## What you are asked to do
Search the records for "domain". Report every line where it occurs.

↓

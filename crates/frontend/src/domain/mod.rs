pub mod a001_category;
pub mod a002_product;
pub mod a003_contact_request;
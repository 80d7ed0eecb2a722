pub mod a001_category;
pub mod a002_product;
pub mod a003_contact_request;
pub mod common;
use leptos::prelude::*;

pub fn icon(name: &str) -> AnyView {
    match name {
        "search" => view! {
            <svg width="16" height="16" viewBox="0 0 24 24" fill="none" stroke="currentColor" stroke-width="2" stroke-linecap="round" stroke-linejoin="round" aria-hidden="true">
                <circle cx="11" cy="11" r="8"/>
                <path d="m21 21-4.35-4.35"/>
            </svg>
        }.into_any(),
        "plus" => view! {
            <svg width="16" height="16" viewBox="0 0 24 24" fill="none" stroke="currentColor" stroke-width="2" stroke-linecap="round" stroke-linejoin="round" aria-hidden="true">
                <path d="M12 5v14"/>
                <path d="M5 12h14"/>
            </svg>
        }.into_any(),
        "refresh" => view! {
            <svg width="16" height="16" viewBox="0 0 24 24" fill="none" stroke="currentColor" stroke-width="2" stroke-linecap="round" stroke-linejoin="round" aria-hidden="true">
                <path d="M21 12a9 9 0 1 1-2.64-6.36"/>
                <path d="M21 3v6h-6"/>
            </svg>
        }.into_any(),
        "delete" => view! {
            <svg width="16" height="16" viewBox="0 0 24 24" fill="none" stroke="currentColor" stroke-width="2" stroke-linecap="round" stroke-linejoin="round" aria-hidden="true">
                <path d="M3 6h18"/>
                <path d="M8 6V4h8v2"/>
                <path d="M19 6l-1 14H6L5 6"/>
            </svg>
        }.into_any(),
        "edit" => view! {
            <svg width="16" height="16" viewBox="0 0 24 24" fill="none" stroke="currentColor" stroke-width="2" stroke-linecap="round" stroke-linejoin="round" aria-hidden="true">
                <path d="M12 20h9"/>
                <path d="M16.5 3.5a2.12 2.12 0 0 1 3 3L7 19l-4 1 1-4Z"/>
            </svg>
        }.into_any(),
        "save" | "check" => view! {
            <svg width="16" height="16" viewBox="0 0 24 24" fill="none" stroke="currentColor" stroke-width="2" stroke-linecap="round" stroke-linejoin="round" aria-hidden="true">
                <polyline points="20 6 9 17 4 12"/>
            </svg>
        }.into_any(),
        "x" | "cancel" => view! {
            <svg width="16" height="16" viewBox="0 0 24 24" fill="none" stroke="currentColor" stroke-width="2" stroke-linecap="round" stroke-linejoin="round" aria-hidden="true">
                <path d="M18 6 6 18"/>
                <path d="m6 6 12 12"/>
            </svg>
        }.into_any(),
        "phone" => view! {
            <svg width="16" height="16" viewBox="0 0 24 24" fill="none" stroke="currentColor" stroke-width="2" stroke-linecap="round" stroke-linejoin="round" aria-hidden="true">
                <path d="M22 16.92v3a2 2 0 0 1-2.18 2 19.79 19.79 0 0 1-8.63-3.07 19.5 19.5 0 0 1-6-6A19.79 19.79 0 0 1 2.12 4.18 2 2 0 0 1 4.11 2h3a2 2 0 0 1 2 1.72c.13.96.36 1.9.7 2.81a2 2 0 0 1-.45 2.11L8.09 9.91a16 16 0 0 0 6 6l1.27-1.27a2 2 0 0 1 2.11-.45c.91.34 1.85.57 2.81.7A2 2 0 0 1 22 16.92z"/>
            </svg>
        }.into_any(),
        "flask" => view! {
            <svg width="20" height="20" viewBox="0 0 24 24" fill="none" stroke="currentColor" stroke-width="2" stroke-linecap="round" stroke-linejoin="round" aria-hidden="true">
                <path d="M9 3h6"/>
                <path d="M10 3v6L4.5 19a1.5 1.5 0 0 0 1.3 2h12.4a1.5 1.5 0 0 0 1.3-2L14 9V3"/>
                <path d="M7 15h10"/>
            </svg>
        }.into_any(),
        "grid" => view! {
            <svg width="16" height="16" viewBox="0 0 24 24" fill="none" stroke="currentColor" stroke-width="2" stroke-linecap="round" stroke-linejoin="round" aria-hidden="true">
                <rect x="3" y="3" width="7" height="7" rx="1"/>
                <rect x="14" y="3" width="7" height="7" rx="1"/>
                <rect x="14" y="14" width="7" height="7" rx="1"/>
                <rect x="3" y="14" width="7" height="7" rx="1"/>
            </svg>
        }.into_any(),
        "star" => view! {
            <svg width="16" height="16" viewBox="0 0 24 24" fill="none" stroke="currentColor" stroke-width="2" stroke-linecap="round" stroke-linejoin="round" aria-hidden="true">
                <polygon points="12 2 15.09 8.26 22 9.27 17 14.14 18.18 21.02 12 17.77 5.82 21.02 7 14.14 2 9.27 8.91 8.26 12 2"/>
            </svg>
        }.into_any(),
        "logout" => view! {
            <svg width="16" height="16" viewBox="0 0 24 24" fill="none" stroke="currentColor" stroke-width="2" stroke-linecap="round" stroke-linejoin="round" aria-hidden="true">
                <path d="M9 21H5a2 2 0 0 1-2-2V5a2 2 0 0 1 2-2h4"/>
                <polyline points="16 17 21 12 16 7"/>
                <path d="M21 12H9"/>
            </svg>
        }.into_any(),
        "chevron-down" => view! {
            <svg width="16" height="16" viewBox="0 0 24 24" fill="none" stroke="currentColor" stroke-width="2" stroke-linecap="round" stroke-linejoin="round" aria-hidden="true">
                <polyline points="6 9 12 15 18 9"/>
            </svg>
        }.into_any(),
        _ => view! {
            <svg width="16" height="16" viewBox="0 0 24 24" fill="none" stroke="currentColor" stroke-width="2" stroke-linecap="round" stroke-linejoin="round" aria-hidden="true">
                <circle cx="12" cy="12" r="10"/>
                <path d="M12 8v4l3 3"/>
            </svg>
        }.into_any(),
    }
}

↑
↓

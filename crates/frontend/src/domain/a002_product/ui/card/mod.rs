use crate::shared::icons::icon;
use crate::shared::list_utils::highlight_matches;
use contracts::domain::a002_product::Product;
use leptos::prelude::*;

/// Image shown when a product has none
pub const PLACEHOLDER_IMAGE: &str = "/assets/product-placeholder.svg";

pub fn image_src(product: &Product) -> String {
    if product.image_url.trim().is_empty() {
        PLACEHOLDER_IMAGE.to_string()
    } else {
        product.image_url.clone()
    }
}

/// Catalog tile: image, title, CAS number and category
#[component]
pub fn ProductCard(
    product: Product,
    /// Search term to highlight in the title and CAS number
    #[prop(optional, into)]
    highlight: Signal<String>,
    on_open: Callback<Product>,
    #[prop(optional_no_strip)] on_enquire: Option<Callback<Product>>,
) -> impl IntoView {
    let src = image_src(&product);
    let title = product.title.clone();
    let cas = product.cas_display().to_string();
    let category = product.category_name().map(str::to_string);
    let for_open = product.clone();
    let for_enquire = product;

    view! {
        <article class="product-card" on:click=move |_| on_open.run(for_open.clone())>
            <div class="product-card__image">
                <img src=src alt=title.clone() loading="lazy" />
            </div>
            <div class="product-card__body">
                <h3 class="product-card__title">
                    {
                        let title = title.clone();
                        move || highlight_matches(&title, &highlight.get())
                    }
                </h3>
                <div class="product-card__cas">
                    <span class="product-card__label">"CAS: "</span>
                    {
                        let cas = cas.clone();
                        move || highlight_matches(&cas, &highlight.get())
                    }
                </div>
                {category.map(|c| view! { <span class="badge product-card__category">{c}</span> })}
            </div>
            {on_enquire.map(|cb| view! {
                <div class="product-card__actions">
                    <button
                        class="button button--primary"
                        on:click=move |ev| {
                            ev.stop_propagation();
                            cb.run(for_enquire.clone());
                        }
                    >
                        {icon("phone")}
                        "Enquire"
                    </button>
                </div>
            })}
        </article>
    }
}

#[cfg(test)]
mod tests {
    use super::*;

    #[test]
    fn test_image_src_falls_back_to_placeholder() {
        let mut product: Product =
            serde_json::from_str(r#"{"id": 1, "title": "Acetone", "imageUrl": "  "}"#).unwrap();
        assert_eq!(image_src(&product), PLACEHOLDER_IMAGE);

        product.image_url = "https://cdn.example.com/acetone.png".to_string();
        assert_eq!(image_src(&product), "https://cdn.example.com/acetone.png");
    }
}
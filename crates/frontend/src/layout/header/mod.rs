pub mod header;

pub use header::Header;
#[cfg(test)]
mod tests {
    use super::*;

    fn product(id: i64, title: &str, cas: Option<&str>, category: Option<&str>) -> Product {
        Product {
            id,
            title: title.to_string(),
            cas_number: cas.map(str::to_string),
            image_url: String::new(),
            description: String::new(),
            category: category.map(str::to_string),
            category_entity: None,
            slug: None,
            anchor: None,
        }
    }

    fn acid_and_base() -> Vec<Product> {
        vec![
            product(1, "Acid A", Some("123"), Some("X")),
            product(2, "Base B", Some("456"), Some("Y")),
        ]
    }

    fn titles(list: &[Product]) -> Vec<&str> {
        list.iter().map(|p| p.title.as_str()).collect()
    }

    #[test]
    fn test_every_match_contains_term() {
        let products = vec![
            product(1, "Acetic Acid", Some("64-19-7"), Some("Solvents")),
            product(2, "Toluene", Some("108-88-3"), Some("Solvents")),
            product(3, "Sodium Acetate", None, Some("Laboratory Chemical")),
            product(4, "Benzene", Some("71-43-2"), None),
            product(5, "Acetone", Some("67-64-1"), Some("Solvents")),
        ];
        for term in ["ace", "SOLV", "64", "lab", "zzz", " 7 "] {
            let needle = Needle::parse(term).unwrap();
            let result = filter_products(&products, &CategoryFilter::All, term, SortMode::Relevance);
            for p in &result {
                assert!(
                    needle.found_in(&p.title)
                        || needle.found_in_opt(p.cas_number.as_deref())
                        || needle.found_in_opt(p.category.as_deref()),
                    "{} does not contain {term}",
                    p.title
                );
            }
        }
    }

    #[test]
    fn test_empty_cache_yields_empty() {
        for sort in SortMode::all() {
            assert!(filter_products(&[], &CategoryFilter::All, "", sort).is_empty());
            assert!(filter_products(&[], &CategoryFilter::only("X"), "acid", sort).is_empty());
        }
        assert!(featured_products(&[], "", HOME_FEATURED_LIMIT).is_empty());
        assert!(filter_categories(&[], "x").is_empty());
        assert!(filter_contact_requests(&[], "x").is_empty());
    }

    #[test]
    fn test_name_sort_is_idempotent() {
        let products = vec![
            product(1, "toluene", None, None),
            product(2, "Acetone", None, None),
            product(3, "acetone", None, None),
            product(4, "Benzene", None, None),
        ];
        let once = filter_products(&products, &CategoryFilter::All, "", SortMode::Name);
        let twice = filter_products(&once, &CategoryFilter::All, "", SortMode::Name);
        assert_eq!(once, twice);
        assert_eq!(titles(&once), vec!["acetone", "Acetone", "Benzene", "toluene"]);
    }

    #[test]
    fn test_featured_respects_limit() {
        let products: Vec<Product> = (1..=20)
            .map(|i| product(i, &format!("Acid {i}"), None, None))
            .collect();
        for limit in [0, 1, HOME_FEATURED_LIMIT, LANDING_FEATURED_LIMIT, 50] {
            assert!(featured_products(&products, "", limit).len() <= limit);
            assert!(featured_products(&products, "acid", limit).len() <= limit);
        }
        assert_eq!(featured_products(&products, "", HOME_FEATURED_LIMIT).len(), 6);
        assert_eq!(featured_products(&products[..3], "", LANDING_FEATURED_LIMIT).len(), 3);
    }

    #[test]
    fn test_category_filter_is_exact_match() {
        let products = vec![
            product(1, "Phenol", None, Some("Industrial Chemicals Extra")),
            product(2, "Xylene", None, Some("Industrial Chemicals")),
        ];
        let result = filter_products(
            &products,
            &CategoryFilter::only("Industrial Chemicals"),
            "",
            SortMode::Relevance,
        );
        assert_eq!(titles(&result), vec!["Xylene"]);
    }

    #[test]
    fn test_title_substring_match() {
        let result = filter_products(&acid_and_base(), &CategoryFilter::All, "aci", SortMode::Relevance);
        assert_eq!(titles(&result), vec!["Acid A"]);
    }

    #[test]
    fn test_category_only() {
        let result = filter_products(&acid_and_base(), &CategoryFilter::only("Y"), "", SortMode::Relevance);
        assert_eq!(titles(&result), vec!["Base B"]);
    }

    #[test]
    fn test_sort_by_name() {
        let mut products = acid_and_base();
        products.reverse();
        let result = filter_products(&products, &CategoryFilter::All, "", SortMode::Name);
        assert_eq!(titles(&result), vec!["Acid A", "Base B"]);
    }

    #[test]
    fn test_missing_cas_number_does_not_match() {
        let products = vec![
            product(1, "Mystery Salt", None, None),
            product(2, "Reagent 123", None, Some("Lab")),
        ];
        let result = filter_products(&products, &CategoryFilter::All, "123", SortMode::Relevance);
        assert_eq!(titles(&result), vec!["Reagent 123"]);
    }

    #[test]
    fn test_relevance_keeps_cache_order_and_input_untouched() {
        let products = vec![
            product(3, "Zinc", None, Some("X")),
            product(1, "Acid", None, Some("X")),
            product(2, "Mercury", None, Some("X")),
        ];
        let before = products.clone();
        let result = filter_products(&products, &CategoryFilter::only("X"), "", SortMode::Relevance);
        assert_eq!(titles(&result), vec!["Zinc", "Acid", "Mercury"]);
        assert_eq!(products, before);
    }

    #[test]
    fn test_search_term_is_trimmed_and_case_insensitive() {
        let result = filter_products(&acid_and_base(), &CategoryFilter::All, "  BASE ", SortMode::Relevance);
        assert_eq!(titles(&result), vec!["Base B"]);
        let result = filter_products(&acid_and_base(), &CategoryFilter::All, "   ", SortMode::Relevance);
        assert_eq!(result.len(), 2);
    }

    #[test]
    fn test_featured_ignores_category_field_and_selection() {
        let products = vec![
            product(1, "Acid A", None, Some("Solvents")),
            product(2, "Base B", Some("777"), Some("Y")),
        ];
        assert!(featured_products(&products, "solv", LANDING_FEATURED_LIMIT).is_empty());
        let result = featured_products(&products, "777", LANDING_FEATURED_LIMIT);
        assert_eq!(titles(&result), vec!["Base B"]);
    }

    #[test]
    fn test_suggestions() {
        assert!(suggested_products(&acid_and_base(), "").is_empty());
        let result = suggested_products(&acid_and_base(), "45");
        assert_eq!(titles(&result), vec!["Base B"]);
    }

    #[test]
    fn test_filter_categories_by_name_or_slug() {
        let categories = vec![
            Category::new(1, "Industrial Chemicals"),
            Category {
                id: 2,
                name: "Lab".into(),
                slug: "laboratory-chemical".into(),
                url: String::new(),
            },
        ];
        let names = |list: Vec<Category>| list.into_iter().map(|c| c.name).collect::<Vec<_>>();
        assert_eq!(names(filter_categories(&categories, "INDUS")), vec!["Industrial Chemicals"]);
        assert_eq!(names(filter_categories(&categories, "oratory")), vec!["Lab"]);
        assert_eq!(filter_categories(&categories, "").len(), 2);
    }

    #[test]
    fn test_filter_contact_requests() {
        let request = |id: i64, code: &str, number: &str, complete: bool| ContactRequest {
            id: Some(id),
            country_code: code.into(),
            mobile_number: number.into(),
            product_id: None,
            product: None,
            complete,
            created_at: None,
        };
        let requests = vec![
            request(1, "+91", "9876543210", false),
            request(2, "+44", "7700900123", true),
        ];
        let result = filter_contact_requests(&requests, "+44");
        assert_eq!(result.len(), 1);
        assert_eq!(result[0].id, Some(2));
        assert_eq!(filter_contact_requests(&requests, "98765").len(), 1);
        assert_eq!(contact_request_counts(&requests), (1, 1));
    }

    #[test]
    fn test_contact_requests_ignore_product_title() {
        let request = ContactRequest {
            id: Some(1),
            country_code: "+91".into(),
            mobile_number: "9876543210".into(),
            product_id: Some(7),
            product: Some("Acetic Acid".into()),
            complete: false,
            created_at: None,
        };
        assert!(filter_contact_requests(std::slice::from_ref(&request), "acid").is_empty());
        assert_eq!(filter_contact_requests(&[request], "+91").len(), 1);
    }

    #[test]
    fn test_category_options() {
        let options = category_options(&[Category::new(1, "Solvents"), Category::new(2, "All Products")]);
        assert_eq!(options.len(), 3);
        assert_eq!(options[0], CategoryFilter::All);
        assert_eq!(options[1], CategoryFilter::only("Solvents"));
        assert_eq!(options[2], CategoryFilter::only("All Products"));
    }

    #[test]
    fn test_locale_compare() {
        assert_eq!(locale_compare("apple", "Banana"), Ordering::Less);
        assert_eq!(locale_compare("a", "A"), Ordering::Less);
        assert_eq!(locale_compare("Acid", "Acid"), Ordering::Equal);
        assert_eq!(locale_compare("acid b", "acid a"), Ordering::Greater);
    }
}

↑

## Task result
filename crates/frontend/src/domain/mod.rs
filename crates/frontend/src/domain/a002_product/ui/card/mod.rs
use contracts::domain::a002_product::Product;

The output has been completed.